С самого начала и на протяжении нескольких лет уроки дзюдо в семинарии вел один из инструкторов Кодокан, обладатель 2-го дана[96] по фамилии Окамото, полицейский участка Канда, к которому относилась территориально миссия на Суругадайском холме[97]. По всей вероятности, это был Окамото Сюн, а не Окамото Ёсиро, как указывалось во многих работах[98]. Занимались семинаристы все, по крайней мере ни о каких освобождениях от дзюдо в семинарии неизвестно, но занимались по-разному. Вероятно, Василий Ощепков показал определенную склонность к борьбе, приглянулся чем-то сэнсэю Окамото, раз 29 октября 1911 года он вместе со своим товарищем — тем самым потомком терских казаков Трофимом Попилевым, с которым они вместе покоряли Фудзи-сан, был приглашен для обучения непосредственно в Кодокан.

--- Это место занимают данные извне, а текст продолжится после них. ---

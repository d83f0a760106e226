//! Правки модели маршрутизации.
//!
//! Каждая операция получает текущую модель и возвращает новую, исходная
//! модель не изменяется. При ошибке вызывающий код просто оставляет старую.

use log::info;
use thiserror::Error;

use crate::config::{Integrity, IpMapping, NginxConfig, Upstream, UpstreamServer, DEFAULT_LISTEN_PORT};
use crate::validation::{is_bare_word, is_valid_ipv4};

#[derive(Debug, Clone, PartialEq, Eq, Error)]
pub enum EditError {
    #[error("upstream '{0}' already exists")]
    DuplicateUpstream(String),

    #[error("upstream '{0}' not found")]
    UnknownUpstream(String),

    #[error("upstream '{0}' is the default upstream and cannot be removed")]
    UpstreamInUse(String),

    #[error("server '{address}' not found in upstream '{upstream}'")]
    UnknownServer { upstream: String, address: String },

    #[error("no upstreams configured")]
    NoUpstreams,

    #[error("invalid IP address '{0}'")]
    InvalidIp(String),

    #[error("IP '{0}' is already mapped")]
    DuplicateIp(String),

    #[error("no mapping for IP '{0}'")]
    UnknownMapping(String),

    #[error("invalid {field} '{value}': expected a single word without spaces, braces, semicolons, quotes or #")]
    InvalidToken { field: &'static str, value: String },
}

pub type EditResult = Result<NginxConfig, EditError>;

/// Применяет правки к модели с заданной строгостью ссылок
#[derive(Debug, Clone, Copy, Default)]
pub struct ConfigEditor {
    integrity: Integrity,
}

impl ConfigEditor {
    pub fn new(integrity: Integrity) -> Self {
        Self { integrity }
    }

    pub fn integrity(&self) -> Integrity {
        self.integrity
    }

    /// Добавляет upstream с одним сервером
    pub fn add_upstream(&self, config: &NginxConfig, name: &str, address: &str) -> EditResult {
        let name = token("upstream name", name)?;
        let address = token("server address", address)?;
        if config.upstream(name).is_some() {
            return Err(EditError::DuplicateUpstream(name.to_string()));
        }

        let mut next = config.clone();
        next.upstreams.push(Upstream::new(name, &[address]));
        info!("Added upstream {} ({})", name, address);
        Ok(next)
    }

    /// Удаляет upstream; правила, ссылавшиеся на него, переводятся на default upstream
    pub fn remove_upstream(&self, config: &NginxConfig, name: &str) -> EditResult {
        if config.upstream(name).is_none() {
            return Err(EditError::UnknownUpstream(name.to_string()));
        }
        if self.integrity == Integrity::Strict && config.default_upstream == name {
            return Err(EditError::UpstreamInUse(name.to_string()));
        }

        let mut next = config.clone();
        next.upstreams.retain(|u| u.name != name);
        let mut remapped = 0;
        for mapping in next.ip_mappings.iter_mut().filter(|m| m.upstream == name) {
            mapping.upstream = config.default_upstream.clone();
            remapped += 1;
        }

        info!(
            "Removed upstream {}, {} mapping(s) moved to {}",
            name, remapped, config.default_upstream
        );
        Ok(next)
    }

    /// Переименовывает upstream и обновляет все ссылки на него
    pub fn rename_upstream(&self, config: &NginxConfig, old: &str, new: &str) -> EditResult {
        let new = token("upstream name", new)?;
        if config.upstream(old).is_none() {
            return Err(EditError::UnknownUpstream(old.to_string()));
        }
        if old == new {
            return Ok(config.clone());
        }
        if config.upstream(new).is_some() {
            return Err(EditError::DuplicateUpstream(new.to_string()));
        }

        let mut next = config.clone();
        for upstream in next.upstreams.iter_mut().filter(|u| u.name == old) {
            upstream.name = new.to_string();
        }
        for mapping in next.ip_mappings.iter_mut().filter(|m| m.upstream == old) {
            mapping.upstream = new.to_string();
        }
        if next.default_upstream == old {
            next.default_upstream = new.to_string();
        }

        info!("Renamed upstream {} -> {}", old, new);
        Ok(next)
    }

    pub fn add_server(&self, config: &NginxConfig, upstream: &str, address: &str) -> EditResult {
        let address = token("server address", address)?;
        let mut next = config.clone();
        let target = next
            .upstreams
            .iter_mut()
            .find(|u| u.name == upstream)
            .ok_or_else(|| EditError::UnknownUpstream(upstream.to_string()))?;

        target.servers.push(UpstreamServer::new(address));
        info!("Added server {} to upstream {}", address, upstream);
        Ok(next)
    }

    pub fn remove_server(&self, config: &NginxConfig, upstream: &str, address: &str) -> EditResult {
        let mut next = config.clone();
        let target = next
            .upstreams
            .iter_mut()
            .find(|u| u.name == upstream)
            .ok_or_else(|| EditError::UnknownUpstream(upstream.to_string()))?;

        let before = target.servers.len();
        target.servers.retain(|s| s.address != address);
        if target.servers.len() == before {
            return Err(EditError::UnknownServer {
                upstream: upstream.to_string(),
                address: address.to_string(),
            });
        }

        info!("Removed server {} from upstream {}", address, upstream);
        Ok(next)
    }

    /// Добавляет правило в конец списка.
    /// Пустой upstream заменяется первым upstream из модели.
    pub fn add_mapping(&self, config: &NginxConfig, mapping: IpMapping) -> EditResult {
        let mapping = self.check_mapping(config, mapping)?;
        if config.mapping(&mapping.ip).is_some() {
            return Err(EditError::DuplicateIp(mapping.ip));
        }

        info!("Mapped {} -> {}", mapping.ip, mapping.upstream);
        let mut next = config.clone();
        next.ip_mappings.push(mapping);
        Ok(next)
    }

    /// Заменяет правило для `ip`, позиция в списке сохраняется
    pub fn update_mapping(&self, config: &NginxConfig, ip: &str, mapping: IpMapping) -> EditResult {
        let index = config
            .ip_mappings
            .iter()
            .position(|m| m.ip == ip)
            .ok_or_else(|| EditError::UnknownMapping(ip.to_string()))?;

        let mapping = self.check_mapping(config, mapping)?;
        if mapping.ip != ip && config.mapping(&mapping.ip).is_some() {
            return Err(EditError::DuplicateIp(mapping.ip));
        }

        info!("Updated mapping {} -> {} ({})", ip, mapping.ip, mapping.upstream);
        let mut next = config.clone();
        next.ip_mappings[index] = mapping;
        Ok(next)
    }

    pub fn remove_mapping(&self, config: &NginxConfig, ip: &str) -> EditResult {
        if config.mapping(ip).is_none() {
            return Err(EditError::UnknownMapping(ip.to_string()));
        }

        let mut next = config.clone();
        next.ip_mappings.retain(|m| m.ip != ip);
        info!("Removed mapping for {}", ip);
        Ok(next)
    }

    /// Порт 0 заменяется портом по умолчанию
    pub fn set_listen_port(&self, config: &NginxConfig, port: u16) -> EditResult {
        let port = if port == 0 { DEFAULT_LISTEN_PORT } else { port };
        Ok(NginxConfig {
            listen_port: port,
            ..config.clone()
        })
    }

    pub fn set_default_upstream(&self, config: &NginxConfig, name: &str) -> EditResult {
        let name = token("default upstream", name)?;
        self.require_upstream(config, name)?;
        info!("Default upstream set to {}", name);
        Ok(NginxConfig {
            default_upstream: name.to_string(),
            ..config.clone()
        })
    }

    pub fn set_log_path(&self, config: &NginxConfig, path: &str) -> EditResult {
        let path = token("log path", path)?;
        Ok(NginxConfig {
            log_path: path.to_string(),
            ..config.clone()
        })
    }

    pub fn set_log_format(&self, config: &NginxConfig, name: &str) -> EditResult {
        let name = token("log format", name)?;
        Ok(NginxConfig {
            log_format: name.to_string(),
            ..config.clone()
        })
    }

    fn check_mapping(&self, config: &NginxConfig, mut mapping: IpMapping) -> Result<IpMapping, EditError> {
        mapping.ip = mapping.ip.trim().to_string();
        if !is_valid_ipv4(&mapping.ip) {
            return Err(EditError::InvalidIp(mapping.ip));
        }

        let upstream = mapping.upstream.trim();
        mapping.upstream = if upstream.is_empty() {
            config
                .upstreams
                .first()
                .map(|u| u.name.clone())
                .ok_or(EditError::NoUpstreams)?
        } else {
            token("upstream name", upstream)?.to_string()
        };

        self.require_upstream(config, &mapping.upstream)?;
        Ok(mapping)
    }

    fn require_upstream(&self, config: &NginxConfig, name: &str) -> Result<(), EditError> {
        if self.integrity == Integrity::Strict && config.upstream(name).is_none() {
            return Err(EditError::UnknownUpstream(name.to_string()));
        }
        Ok(())
    }
}

fn token<'a>(field: &'static str, value: &'a str) -> Result<&'a str, EditError> {
    let value = value.trim();
    if is_bare_word(value) {
        Ok(value)
    } else {
        Err(EditError::InvalidToken {
            field,
            value: value.to_string(),
        })
    }
}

Существует популярная легенда о том, как Ощепков сдавал своеобразный экзамен доктору Кано. Если верить ей, то в тот торжественный и волнительный для молодых борцов день они были приглашены в огромное додзё, где чинно расселись на соломенных матах-татами в традиционной для японцев позе — на пятках. Японцам сидеть так привычно с детства. Европейцы же, за редким исключением тех, кто обладает повышенной гибкостью суставов, всегда воспринимали и воспринимают эту позу — «сэйдза» — как настоящую пытку. Попробуйте сами посидеть так без движения хотя бы пять минут, и вы поймете, какие муки испытывает при этом человек. Двигаться же, даже слегка поворачивать головой, а тем более зевать, чихать или шевелить руками в той ситуации было совершенно несообразно, ведь перед абитуриентами Кодокана выступал его основатель, создатель борьбы дзюдо и пэр Японии доктор Кано Дзигоро. Его старшие ученики — преподаватели Кодокана внимательно следили за неофитами, фиксируя степени их выдержки, дисциплины, внимательности, способности концентрироваться в сложной обстановке. Кано обратился к сидящим в зале с выспренней, длиннейшей и, по воспоминаниям Ощепкова, наискучнейшей речью — в выступлениях с речами он был не менее великим мастером, чем в преподавании искусства борьбы. Ноги, спина, все мышцы и суставы невыносимо болели, затекали, ныли, и только это спасало от того, чтобы в довершение всего не уснуть во время лекции. Помогало еще и то, что Окамото-сэнсэй предупредил своего протеже о такой изощренной форме испытания, благодаря чему Василий из последних сил следил за собой и терпел эту пытку подобно особо почитаемому в Японии индийскому монаху Бодхидхарме, согласно легенде девять лет просидевшему в такой позе и основавшему буддийскую секту дзэн. «А когда к нему подошли и сказали, что он принят в Кодокан, Ощепков попытался встать на совершенно онемевшие ноги, но так и не смог это сделать, а только повалился на бок»[99].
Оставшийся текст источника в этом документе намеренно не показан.